Solidarité, convivialité et politiques sociales
Les messages de fin du monde ne sont pas une nouveauté. À chacune des époques de crise surgissent les mêmes inquiétudes d’imminence d’une catastrophe finale. L’humanité a traversé des glaciations, des bouleversements géologiques, des guerres barbares et des pandémies sans que les annonces de fin du monde ne se vérifient. Une fois de plus l’humanité est placée – certainement par les revendications de celles et ceux qui subissent le plus rapidement les effets du réchauffement climatique – devant la nécessité de changer. Il serait bien que nous nous mettions en action par solidarité plutôt que par obligation. La fenêtre qui s’ouvre est une occasion de prendre conscience de ce qui s’impose : faire le virage vers la décroissance du Nord et l’amélioration des conditions du Sud, c’est cela la transition écologique. Elle sera sociale ou elle ne sera pas. Les bouées de sauvetage technologiques qui charment les élus et les aspirants au pouvoir n’ont aucune commune mesure avec le tsunami dont les premiers signes sont déjà là. Ils annoncent le malheur de celles et ceux qui profitent de la croissance et misent sur l’individualisme, mais il nous revient d’en faire un espoir pour les laissés-pour-compte et les sans-voix.

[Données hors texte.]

use cgmath::{Point3, Vector3};
use serde::{Deserialize, Serialize};

/// Position of a voxel in the world (world coordinates)
#[derive(Debug, Clone, Copy, PartialEq, Eq, Hash, Serialize, Deserialize)]
pub struct VoxelPos {
    pub x: i32,
    pub y: i32,
    pub z: i32,
}

impl VoxelPos {
    pub const fn new(x: i32, y: i32, z: i32) -> Self {
        Self { x, y, z }
    }

    /// The voxel containing a world-space point
    pub fn from_world_pos(pos: Point3<f32>) -> Self {
        Self {
            x: pos.x.floor() as i32,
            y: pos.y.floor() as i32,
            z: pos.z.floor() as i32,
        }
    }

    pub fn offset(&self, dx: i32, dy: i32, dz: i32) -> Self {
        Self::new(self.x + dx, self.y + dy, self.z + dz)
    }

    pub fn offset_by(&self, delta: Vector3<i32>) -> Self {
        self.offset(delta.x, delta.y, delta.z)
    }

    pub fn above(&self) -> Self {
        self.offset(0, 1, 0)
    }

    pub fn below(&self) -> Self {
        self.offset(0, -1, 0)
    }

    /// The six face-adjacent neighbours
    pub fn neighbors(&self) -> [VoxelPos; 6] {
        [
            self.offset(1, 0, 0),
            self.offset(-1, 0, 0),
            self.offset(0, 1, 0),
            self.offset(0, -1, 0),
            self.offset(0, 0, 1),
            self.offset(0, 0, -1),
        ]
    }

    /// The four horizontal neighbours
    pub fn horizontal_neighbors(&self) -> [VoxelPos; 4] {
        [
            self.offset(1, 0, 0),
            self.offset(-1, 0, 0),
            self.offset(0, 0, 1),
            self.offset(0, 0, -1),
        ]
    }
}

Nous devons apprendre à lire ces signes qui nous invitent à redéployer l’économie sur des bases de solidarité et de convivialité (le bien-vivre) plutôt que de compétition à toutes les échelles et de croissance au-delà des moyens dont dispose la planète. Nous devons convaincre les gens de l’urgence de redéployer les politiques sociales afin qu’elles reposent sur un impératif de justice. Celles et ceux qui n’ont pas actuellement accès à la richesse collective doivent avoir la possibilité de participer à l’activité sociale de leur milieu de vie.
La transition exige que les savoirs citoyens soient pris en compte. Nous devons aider les élus à compter sur les compétences des gens et à partager le leadership pour être en mesure d’intervenir correctement dans les problématiques complexes de la transition.
Je suis inquiet des discours politiques creux, mais je crois à la capacité citoyenne de non seulement revendiquer des actions efficaces de nos gouvernements (locaux, national et fédéral), mais aussi de bâtir des alternatives démocratiques. L’économie sociale et solidaire, l’action communautaire autonome et les nombreuses concertations en développement des territoires sont les terreaux qui m’inspirent.
2 réponses
Je partage l’importance des engagements personnels et j’admire Mères au front. Merci Sylvie pour cet engagement. Solidairement, René
Bien d’accord avec toi René. Tout en croyant aux efforts collectifs, aux changements politiques, je pense qu’il faut déjà individuellement faire des changements et influencer nos proches et nos communautés. Il est important également d’offrir des pistes de solutions, de mettre l’accent sur les gains pour nous aider à inverser la croissance. C’est facile de donner quand on a des surplus mais plus difficile de partager en sachant que j’en aurai moins. J’aime bien Mères au front et je vais participer à leurs actions.